Compromised emails are the entry point for 60% of cyber attacks and create opportunities for criminals to plant ransomware, steal funds and misuse sensitive information. Hackers have access to databases chock full of compromised email accounts. Agencies want to keep employee emails off these lists, but they also need to protect themselves if an agent's accounts find their way there. Criminals can use these accounts to gain access to your agency network like a lily pad, leaping from a personal account to a work account to a company-wide breach.

Here's an example: John Doe is unaware his Facebook credentials are in one of these illicit databases. Hackers have access to his full name, personal email address, password and place of work: ABC Insurance. They learn from the agency website that agents' email format is firstnamelastname@abcinsurance.com. With this information, they can email John and other agents or attempt to log in to his work email. Whether or not he's reused his password, an experienced hacker can get access in a matter of minutes.

See also: 6 Cybersecurity Threats for Insurers

There are multiple steps agencies can take to minimize the chances of compromised emails:

  • Don't publish any employee emails on your website. Limit public emails to aliases such as info@abcinsurance.com or use a contact form.
  • Don't let your agency's security hinge on another site's vulnerability. Ensure employees don't use their work emails to sign up for other websites.
  • Use multi-factor authentication (MFA) for all email log-ins. While text messages are one way to add an authentication factor, SMS channels are vulnerable to hacking. MFA apps are the gold standard and are likely free to use with your agency management system, such as Microsoft 360.
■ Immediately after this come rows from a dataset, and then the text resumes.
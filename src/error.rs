//! Error types for the hark assistant

use thiserror::Error;

/// Result type alias for hark operations
pub type Result<T> = std::result::Result<T, Error>;

/// Errors that can occur in the assistant
#[derive(Debug, Error)]
pub enum Error {
    /// Configuration error
    #[error("configuration error: {0}")]
    Config(String),

    /// Audio error (playback, format conversion)
    #[error("audio error: {0}")]
    Audio(String),

    /// Capture device could not be opened or configured
    #[error("capture device error: {0}")]
    Device(#[from] DeviceError),

    /// Wake word engine error
    #[error("wake word engine error: {0}")]
    Engine(#[from] EngineError),

    /// Dialog transport failure (connect, stream finalize)
    #[error("transport error: {0}")]
    Transport(String),

    /// Malformed dialog message
    #[error("protocol error: {0}")]
    Protocol(String),

    /// IO error
    #[error("io error: {0}")]
    Io(#[from] std::io::Error),

    /// Serialization error
    #[error("serialization error: {0}")]
    Serialization(#[from] serde_json::Error),

    /// TOML parsing error
    #[error("toml error: {0}")]
    Toml(#[from] toml::de::Error),
}

/// Failure to open or configure a capture device
///
/// Fatal to that capture attempt; the orchestrator retries on the next wake cycle.
#[derive(Debug, Clone, Error, PartialEq, Eq)]
pub enum DeviceError {
    /// No input device matched the request
    #[error("no input device available: {0}")]
    NotFound(String),

    /// The device refused the requested format
    #[error("unsupported capture format: {0}")]
    UnsupportedFormat(String),

    /// The stream could not be built or started
    #[error("failed to start capture stream: {0}")]
    Stream(String),
}

/// Failure reported by the wake word engine
#[derive(Debug, Clone, Error, PartialEq, Eq)]
pub enum EngineError {
    /// Model file missing or unreadable
    #[error("failed to load model {path}: {detail}")]
    Load {
        /// Model path
        path: String,
        /// Engine-provided detail
        detail: String,
    },

    /// A runtime option could not be applied
    #[error("failed to apply {option}: {detail}")]
    Option {
        /// Option name
        option: &'static str,
        /// Engine-provided detail
        detail: String,
    },

    /// Session duplication failed
    #[error("failed to duplicate session: {0}")]
    Duplicate(String),

    /// Processing audio failed
    #[error("failed to process audio: {0}")]
    Process(String),
}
Educate agents about phishing and safe email habits

All agents must be vigilant about phishing emails that steal PII by impersonating another person or organization. Phishing has become sophisticated enough to fool multiple employees within an organization, posing as legitimate emails from systems that criminals know an agency uses. Whether your agents are working on-site or remotely, all it takes is one successful phishing attempt for a bad actor to install malware or steal sensitive information.

Good email habits and open communication can thwart phishing attacks:

  • Err on the side of caution when opening links and entering log-in information. Agents should not log into a website directly through a form in an email.
  • Verify the domain name/URL of any link opened from an email. Cybercriminals create fake, nearly identical pages that can fool anyone not paying close attention to what website they're really on.
  • If your agency uses Slack or a similar platform, you can dedicate a channel to report suspected phishing.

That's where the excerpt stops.